Não é justo dizer que Zé Cocá não se esforçou ao máximo para aprovar a toque de caixa o projeto de Lei nº 045/2025, depois alterado para PL 047/2025, que tinha como propósito o aumento da taxa de iluminação pública e a cobrança nova para quem produz energia solar e consume acima de 2.000 kW, que sairia de R$ 80,00 para R$ 300,00, aumento de 275%.
O esforço de Zé Cocá foi tamanho ao ponto de tentar imputar à Rádio Estação 93 FM e seus diretores deputado Euclides Fernandes (PT) e seu filho, vereador Ramon Fernandes (PT), a pecha de propagadores de FAKE NEWS. Mas, tanto não colou como não caiu bem para uma autoridade municipal, ao ser descortinada a manobra e revelada a verdade pela vereadora Moana Meira (PSD) em pronunciamento na Tribuna da Câmara de Vereadores.
Não se dando por vencido, Zé Cocá partiu para o "all-in" (ou "tudo-em" em português, "último esforço para vencer uma partida de poker”), mas não esperava que o vereador Ramon Fernandes jogasse à mesa um royal flush, impiedoso e infalível.
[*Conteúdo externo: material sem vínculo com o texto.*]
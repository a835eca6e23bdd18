//! `CacheStorage` implementation over a filesystem backend

use async_trait::async_trait;
use bytes::Bytes;
use std::collections::HashMap;
use std::io::ErrorKind;
use std::path::{Path, PathBuf};
use std::sync::Arc;
use std::time::SystemTime;
use tokio::sync::Mutex;

use super::backend::DiskBackend;
use super::error::DiskCacheError;
use super::tokio_backend::TokioFsBackend;
use super::types::{EntryMetadata, GenerationManifest, GenerationRecord};
use super::utils::{
    generation_dir_name, meta_path, millis_to_system_time, new_data_file_name,
    system_time_to_millis,
};
use crate::cache::stats::{CacheStats, CacheStatsTracker};
use crate::cache::{CacheConfig, CacheError, CacheStorage, CachedResponse, RequestKey};

const MANIFEST_FILE: &str = "generations.json";

/// Loaded manifest plus byte usage per generation
struct DiskState {
    manifest: GenerationManifest,
    used_bytes: HashMap<String, u64>,
}

impl DiskState {
    fn total_used(&self) -> u64 {
        self.used_bytes.values().sum()
    }

    fn record(&self, generation: &str) -> Option<&GenerationRecord> {
        self.manifest.generations.iter().find(|r| r.id == generation)
    }
}

/// Durable generation storage rooted at a cache directory
pub struct DiskCacheStorage {
    root: PathBuf,
    backend: Arc<dyn DiskBackend>,
    // Loaded lazily on first use; writers hold the lock for the whole write
    state: Mutex<Option<DiskState>>,
    stats: CacheStatsTracker,
    max_item_size_bytes: u64,
    quota_bytes: Option<u64>,
}

impl DiskCacheStorage {
    /// Create a disk storage rooted at `config.cache_dir`
    pub fn new(config: &CacheConfig) -> Self {
        Self::with_backend(config, Arc::new(TokioFsBackend::new()))
    }

    /// Create a disk storage with an explicit filesystem backend
    pub fn with_backend(config: &CacheConfig, backend: Arc<dyn DiskBackend>) -> Self {
        Self {
            root: PathBuf::from(&config.cache_dir),
            backend,
            state: Mutex::new(None),
            stats: CacheStatsTracker::new(),
            max_item_size_bytes: config.max_item_size_bytes(),
            quota_bytes: config.quota_bytes(),
        }
    }

    fn manifest_path(&self) -> PathBuf {
        self.root.join(MANIFEST_FILE)
    }

    async fn load_state(&self) -> Result<DiskState, DiskCacheError> {
        self.backend.create_dir_all(&self.root).await?;

        let manifest = match self.backend.read_file(&self.manifest_path()).await {
            Ok(bytes) => serde_json::from_slice::<GenerationManifest>(&bytes)
                .map_err(|e| DiskCacheError::ManifestCorrupted(e.to_string()))?,
            Err(DiskCacheError::Io(e)) if e.kind() == ErrorKind::NotFound => {
                GenerationManifest::default()
            }
            Err(e) => return Err(e),
        };

        let mut used_bytes = HashMap::new();
        for record in &manifest.generations {
            let dir = self.root.join(&record.dir);
            let mut used = 0;
            for meta in self.read_all_metadata(&dir).await? {
                used += meta.size_bytes;
            }
            used_bytes.insert(record.id.clone(), used);
        }

        tracing::debug!(
            cache_dir = %self.root.display(),
            generations = manifest.generations.len(),
            "Loaded disk cache manifest"
        );

        Ok(DiskState {
            manifest,
            used_bytes,
        })
    }

    async fn persist_manifest(&self, manifest: &GenerationManifest) -> Result<(), DiskCacheError> {
        let data = serde_json::to_vec_pretty(manifest)?;
        self.backend
            .write_file_atomic(&self.manifest_path(), Bytes::from(data))
            .await
    }

    /// Lock the state, loading it from disk on first use
    async fn locked_state(
        &self,
    ) -> Result<tokio::sync::MutexGuard<'_, Option<DiskState>>, DiskCacheError> {
        let mut guard = self.state.lock().await;
        if guard.is_none() {
            *guard = Some(self.load_state().await?);
        }
        Ok(guard)
    }

    async fn generation_dir(&self, generation: &str) -> Result<Option<PathBuf>, DiskCacheError> {
        let guard = self.locked_state().await?;
        Ok(guard
            .as_ref()
            .and_then(|state| state.record(generation))
            .map(|record| self.root.join(&record.dir)))
    }

    async fn read_metadata(&self, path: &Path) -> Result<Option<EntryMetadata>, DiskCacheError> {
        match self.backend.read_file(path).await {
            Ok(bytes) => Ok(Some(serde_json::from_slice(&bytes)?)),
            Err(DiskCacheError::Io(e)) if e.kind() == ErrorKind::NotFound => Ok(None),
            Err(e) => Err(e),
        }
    }

    async fn read_all_metadata(&self, dir: &Path) -> Result<Vec<EntryMetadata>, DiskCacheError> {
        let mut metas = Vec::new();
        for path in self.backend.read_dir(dir).await? {
            if path.extension().and_then(|e| e.to_str()) != Some("meta") {
                continue;
            }
            if let Some(meta) = self.read_metadata(&path).await? {
                metas.push(meta);
            }
        }
        Ok(metas)
    }

    /// Record a new generation in the manifest and create its directory
    async fn add_generation(
        &self,
        state: &mut DiskState,
        generation: &str,
    ) -> Result<PathBuf, DiskCacheError> {
        let record = GenerationRecord {
            id: generation.to_string(),
            dir: generation_dir_name(generation),
            created_at: system_time_to_millis(SystemTime::now()),
        };
        let dir = self.root.join(&record.dir);
        self.backend.create_dir_all(&dir).await?;
        state.manifest.generations.push(record);
        state.used_bytes.insert(generation.to_string(), 0);
        self.persist_manifest(&state.manifest).await?;
        tracing::info!(generation = %generation, "Created cache generation on disk");
        Ok(dir)
    }

    /// Write one entry; a missing generation is created only when `create` is set
    ///
    /// Every check runs before anything touches the disk, so a rejected write
    /// leaves no trace.
    async fn store(
        &self,
        generation: &str,
        key: RequestKey,
        response: CachedResponse,
        create: bool,
    ) -> Result<(), CacheError> {
        let size = response.size_bytes();
        if size as u64 > self.max_item_size_bytes {
            return Err(CacheError::EntryTooLarge {
                size,
                limit: self.max_item_size_bytes as usize,
            });
        }

        let mut guard = self.locked_state().await?;
        let state = guard
            .as_mut()
            .ok_or_else(|| CacheError::ConfigurationError("disk state not loaded".to_string()))?;

        let existing = state.record(generation).map(|r| self.root.join(&r.dir));
        if existing.is_none() && !create {
            return Err(CacheError::GenerationMissing(generation.to_string()));
        }

        let previous = match &existing {
            Some(dir) => self.read_metadata(&meta_path(dir, &key)).await?,
            None => None,
        };
        let replaced = previous.as_ref().map(|m| m.size_bytes).unwrap_or(0);

        if let Some(quota) = self.quota_bytes {
            let required = state.total_used() - replaced + size as u64;
            if required > quota {
                return Err(CacheError::QuotaExceeded { required, quota });
            }
        }

        let dir = match existing {
            Some(dir) => dir,
            None => self.add_generation(state, generation).await?,
        };
        let meta_file = meta_path(&dir, &key);

        let data_file = new_data_file_name(&key);
        self.backend
            .write_file_atomic(&dir.join(&data_file), response.body.clone())
            .await?;

        let meta = EntryMetadata {
            key,
            status: response.status,
            headers: response.headers,
            data_file,
            size_bytes: size as u64,
            stored_at: system_time_to_millis(response.stored_at),
        };
        let meta_bytes = serde_json::to_vec(&meta)?;
        self.backend
            .write_file_atomic(&meta_file, Bytes::from(meta_bytes))
            .await?;

        if let Some(previous) = previous {
            self.backend
                .delete_file(&dir.join(&previous.data_file))
                .await?;
        }

        let used = state.used_bytes.entry(generation.to_string()).or_insert(0);
        *used = *used - replaced + size as u64;

        self.stats.increment_stores();
        Ok(())
    }

    /// Read one entry; None when the metadata or its body file is gone
    async fn read_entry(
        &self,
        dir: &Path,
        key: &RequestKey,
    ) -> Result<Option<CachedResponse>, DiskCacheError> {
        let Some(meta) = self.read_metadata(&meta_path(dir, key)).await? else {
            return Ok(None);
        };
        match self.backend.read_file(&dir.join(&meta.data_file)).await {
            Ok(body) => Ok(Some(CachedResponse {
                status: meta.status,
                headers: meta.headers,
                body,
                stored_at: millis_to_system_time(meta.stored_at),
            })),
            Err(DiskCacheError::Io(e)) if e.kind() == ErrorKind::NotFound => Ok(None),
            Err(e) => Err(e),
        }
    }
}

#[async_trait]
impl CacheStorage for DiskCacheStorage {
    async fn get(
        &self,
        generation: &str,
        key: &RequestKey,
    ) -> Result<Option<CachedResponse>, CacheError> {
        let Some(dir) = self.generation_dir(generation).await? else {
            self.stats.increment_misses();
            return Ok(None);
        };

        // A concurrent overwrite may delete the body file between the two reads;
        // the second attempt sees the replacement metadata.
        let mut found = self.read_entry(&dir, key).await?;
        if found.is_none() {
            found = self.read_entry(&dir, key).await?;
        }

        if found.is_some() {
            self.stats.increment_hits();
        } else {
            self.stats.increment_misses();
        }
        Ok(found)
    }

    async fn put(
        &self,
        generation: &str,
        key: RequestKey,
        response: CachedResponse,
    ) -> Result<(), CacheError> {
        self.store(generation, key, response, true).await
    }

    async fn put_existing(
        &self,
        generation: &str,
        key: RequestKey,
        response: CachedResponse,
    ) -> Result<(), CacheError> {
        self.store(generation, key, response, false).await
    }

    async fn create_generation(&self, generation: &str) -> Result<bool, CacheError> {
        let mut guard = self.locked_state().await?;
        let state = guard
            .as_mut()
            .ok_or_else(|| CacheError::ConfigurationError("disk state not loaded".to_string()))?;
        if state.record(generation).is_some() {
            return Ok(false);
        }
        self.add_generation(state, generation).await?;
        Ok(true)
    }

    async fn delete(&self, generation: &str, key: &RequestKey) -> Result<bool, CacheError> {
        let mut guard = self.locked_state().await?;
        let Some(state) = guard.as_mut() else {
            return Ok(false);
        };
        let Some(record) = state.record(generation) else {
            return Ok(false);
        };
        let dir = self.root.join(&record.dir);

        let meta_file = meta_path(&dir, key);
        let Some(meta) = self.read_metadata(&meta_file).await? else {
            return Ok(false);
        };

        self.backend.delete_file(&meta_file).await?;
        self.backend.delete_file(&dir.join(&meta.data_file)).await?;

        if let Some(used) = state.used_bytes.get_mut(generation) {
            *used = used.saturating_sub(meta.size_bytes);
        }
        Ok(true)
    }

    async fn keys(&self, generation: &str) -> Result<Vec<RequestKey>, CacheError> {
        let Some(dir) = self.generation_dir(generation).await? else {
            return Ok(Vec::new());
        };
        let mut keys: Vec<RequestKey> = self
            .read_all_metadata(&dir)
            .await?
            .into_iter()
            .map(|meta| meta.key)
            .collect();
        keys.sort();
        Ok(keys)
    }

    async fn list_generations(&self) -> Result<Vec<String>, CacheError> {
        let guard = self.locked_state().await?;
        Ok(guard
            .as_ref()
            .map(|state| {
                state
                    .manifest
                    .generations
                    .iter()
                    .map(|r| r.id.clone())
                    .collect()
            })
            .unwrap_or_default())
    }

    async fn delete_generation(&self, generation: &str) -> Result<bool, CacheError> {
        let mut guard = self.locked_state().await?;
        let Some(state) = guard.as_mut() else {
            return Ok(false);
        };
        let Some(position) = state
            .manifest
            .generations
            .iter()
            .position(|r| r.id == generation)
        else {
            return Ok(false);
        };

        let record = state.manifest.generations.remove(position);
        state.used_bytes.remove(generation);
        // Manifest first: a crash mid-removal leaves an orphan directory, never a
        // manifest entry pointing at half-deleted files
        self.persist_manifest(&state.manifest).await?;
        self.backend
            .remove_dir_all(&self.root.join(&record.dir))
            .await?;

        tracing::info!(generation = %generation, "Deleted cache generation from disk");
        Ok(true)
    }

    async fn stats(&self, generation: &str) -> Result<CacheStats, CacheError> {
        let size = {
            let guard = self.locked_state().await?;
            guard
                .as_ref()
                .and_then(|state| state.used_bytes.get(generation).copied())
                .unwrap_or(0)
        };
        let count = self.keys(generation).await?.len() as u64;
        Ok(self.stats.snapshot(size, count))
    }
}
//! Disk-based generation storage
//!
//! Each generation lives in its own directory under the cache root; a JSON
//! manifest at the root records generation ids in creation order. Every entry is a
//! `.meta` file (status, headers, name of the body file) plus a `.data` body file.
//! A write stores a fresh body file first and then swaps the metadata in with an
//! atomic rename, so readers see either the old entry or the new one.

pub mod backend;
mod error;
mod storage;
pub mod tokio_backend;
mod types;
mod utils;

pub use self::error::DiskCacheError;
pub use self::storage::DiskCacheStorage;
//! Network access for the controller
//!
//! The controller never talks to the content API directly; every network round
//! trip goes through the `Fetcher` trait so strategies can be exercised against
//! `mock::MockFetcher` in tests and `client::HttpFetcher` in production.

use async_trait::async_trait;
use bytes::Bytes;
use http::Method;
use serde::{Deserialize, Serialize};
use thiserror::Error;

use crate::cache::{CachedResponse, RequestKey};

pub mod client;
pub mod mock;

pub use self::client::HttpFetcher;
pub use self::mock::MockFetcher;

/// How the request was issued by the client view
#[derive(Debug, Clone, Copy, PartialEq, Eq, Default, Serialize, Deserialize)]
#[serde(rename_all = "kebab-case")]
pub enum RequestMode {
    /// Top-level page navigation
    Navigate,
    #[default]
    SameOrigin,
    Cors,
    NoCors,
}

/// What the response will be used for
#[derive(Debug, Clone, Copy, PartialEq, Eq, Default, Serialize, Deserialize)]
#[serde(rename_all = "lowercase")]
pub enum RequestDestination {
    Document,
    Image,
    Script,
    Style,
    Font,
    Manifest,
    #[default]
    Empty,
}

impl RequestDestination {
    /// Map a `Sec-Fetch-Dest` header value; unknown values map to `Empty`
    pub fn from_header(value: &str) -> Self {
        match value.trim().to_ascii_lowercase().as_str() {
            "document" | "iframe" | "frame" => RequestDestination::Document,
            "image" => RequestDestination::Image,
            "script" | "worker" | "sharedworker" => RequestDestination::Script,
            "style" => RequestDestination::Style,
            "font" => RequestDestination::Font,
            "manifest" => RequestDestination::Manifest,
            _ => RequestDestination::Empty,
        }
    }
}

impl RequestMode {
    /// Map a `Sec-Fetch-Mode` header value
    pub fn from_header(value: &str) -> Self {
        match value.trim().to_ascii_lowercase().as_str() {
            "navigate" => RequestMode::Navigate,
            "cors" => RequestMode::Cors,
            "no-cors" => RequestMode::NoCors,
            _ => RequestMode::SameOrigin,
        }
    }
}

/// Canonical form of an origin for comparison
///
/// Lowercases scheme and host and drops the port when it is the scheme's default,
/// so `https://Mani.News:443` and `https://mani.news` compare equal.
pub fn normalize_origin(origin: &str) -> String {
    let origin = origin.trim_end_matches('/').to_ascii_lowercase();
    let default_port = if origin.starts_with("https://") {
        ":443"
    } else if origin.starts_with("http://") {
        ":80"
    } else {
        return origin;
    };
    match origin.strip_suffix(default_port) {
        Some(stripped) => stripped.to_string(),
        None => origin,
    }
}

/// An outgoing request as seen by the controller
#[derive(Debug, Clone)]
pub struct FetchRequest {
    pub method: Method,
    /// Absolute URL (`https://host/path`) or a path relative to the controller origin
    pub url: String,
    pub headers: Vec<(String, String)>,
    pub mode: RequestMode,
    pub destination: RequestDestination,
}

impl FetchRequest {
    /// Plain GET for a path, as issued by `fetch(url)`
    pub fn get(url: impl Into<String>) -> Self {
        Self {
            method: Method::GET,
            url: url.into(),
            headers: Vec::new(),
            mode: RequestMode::default(),
            destination: RequestDestination::default(),
        }
    }

    /// Top-level page navigation to a path
    pub fn navigate(url: impl Into<String>) -> Self {
        Self {
            mode: RequestMode::Navigate,
            destination: RequestDestination::Document,
            headers: vec![("accept".to_string(), "text/html".to_string())],
            ..Self::get(url)
        }
    }

    /// Image load for a path
    pub fn image(url: impl Into<String>) -> Self {
        Self {
            destination: RequestDestination::Image,
            mode: RequestMode::NoCors,
            ..Self::get(url)
        }
    }

    pub fn with_method(mut self, method: Method) -> Self {
        self.method = method;
        self
    }

    pub fn with_header(mut self, name: impl Into<String>, value: impl Into<String>) -> Self {
        self.headers.push((name.into(), value.into()));
        self
    }

    /// Case-insensitive header lookup
    pub fn header(&self, name: &str) -> Option<&str> {
        self.headers
            .iter()
            .find(|(k, _)| k.eq_ignore_ascii_case(name))
            .map(|(_, v)| v.as_str())
    }

    pub fn is_navigation(&self) -> bool {
        self.mode == RequestMode::Navigate
    }

    pub fn is_image(&self) -> bool {
        self.destination == RequestDestination::Image
    }

    /// True when the Accept header asks for HTML
    pub fn accepts_html(&self) -> bool {
        self.header("accept")
            .map(|accept| accept.contains("text/html"))
            .unwrap_or(false)
    }

    /// Origin (`scheme://host[:port]`) of an absolute URL; None for relative URLs
    pub fn origin(&self) -> Option<&str> {
        let rest_start = self.url.find("://")? + 3;
        let end = self.url[rest_start..]
            .find(['/', '?', '#'])
            .map(|i| rest_start + i)
            .unwrap_or(self.url.len());
        Some(&self.url[..end])
    }

    /// Path and query of the URL, without the origin or fragment
    pub fn path_and_query(&self) -> &str {
        let without_origin = match self.origin() {
            Some(origin) => &self.url[origin.len()..],
            None => self.url.as_str(),
        };
        let without_fragment = without_origin.split('#').next().unwrap_or(without_origin);
        if without_fragment.is_empty() {
            "/"
        } else {
            without_fragment
        }
    }

    /// Path of the URL (query stripped)
    pub fn path(&self) -> &str {
        let pq = self.path_and_query();
        pq.split('?').next().unwrap_or(pq)
    }

    /// Cache identity of this request
    pub fn cache_key(&self) -> RequestKey {
        RequestKey {
            method: self.method.as_str().to_string(),
            url: self.path_and_query().to_string(),
        }
    }
}

/// A response obtained from the network or rebuilt from the cache
#[derive(Debug, Clone, PartialEq)]
pub struct FetchResponse {
    pub status: u16,
    pub headers: Vec<(String, String)>,
    pub body: Bytes,
}

impl FetchResponse {
    pub fn new(status: u16, headers: Vec<(String, String)>, body: impl Into<Bytes>) -> Self {
        Self {
            status,
            headers,
            body: body.into(),
        }
    }

    /// 2xx status
    pub fn is_success(&self) -> bool {
        (200..300).contains(&self.status)
    }

    pub fn header(&self, name: &str) -> Option<&str> {
        self.headers
            .iter()
            .find(|(k, _)| k.eq_ignore_ascii_case(name))
            .map(|(_, v)| v.as_str())
    }

    /// Copy suitable for storing; the body is shared, not duplicated
    pub fn to_cached(&self) -> CachedResponse {
        CachedResponse::new(self.status, self.headers.clone(), self.body.clone())
    }
}

impl From<CachedResponse> for FetchResponse {
    fn from(cached: CachedResponse) -> Self {
        Self {
            status: cached.status,
            headers: cached.headers,
            body: cached.body,
        }
    }
}

/// Network failures (a non-2xx response is not an error at this layer)
#[derive(Error, Debug, Clone, PartialEq, Eq)]
pub enum FetchError {
    #[error("network error fetching {url}: {message}")]
    Network { url: String, message: String },

    #[error("timed out fetching {url}")]
    Timeout { url: String },

    /// Raised by callers that need a 2xx answer (install, CACHE_URLS)
    #[error("{url} returned {status}")]
    Status { url: String, status: u16 },

    #[error("invalid url: {0}")]
    InvalidUrl(String),
}

/// Network access seam
#[async_trait]
pub trait Fetcher: Send + Sync {
    async fn fetch(&self, request: &FetchRequest) -> Result<FetchResponse, FetchError>;
}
Sem blefe, Ramon Fernandes se ateve ao Regimento Interno do Legislativo Municipal e deu a cartada definitiva para virar a mesa ao seu favor, quando cobrou da presidência a legalidade, segurança jurídica e regularidade do processo legislativo, apontando erros graves na tramitação do Projeto de Lei de Zé Cocá.
Após provocação, o departamento jurídico da Câmara, reconheceu o recesso legislativo, iniciado em 16 de dezembro, e recomendou à presidência a suspensão da tramitação deliberativa do PLC nº 047/2025, até o retorno das sessões ordinárias ou a eventual convocação extraordinária regular, como medida de preservação do devido processo legislativo, da legalidade e da segurança jurídica.
Decretado recesso parlamentar e sem votação para esse final de ano, o Projeto de Lei de Zé Cocá foi vencido por um Straight Flush do vereador Ramon Fernandes. Belíssima jogada. Game Over, for now!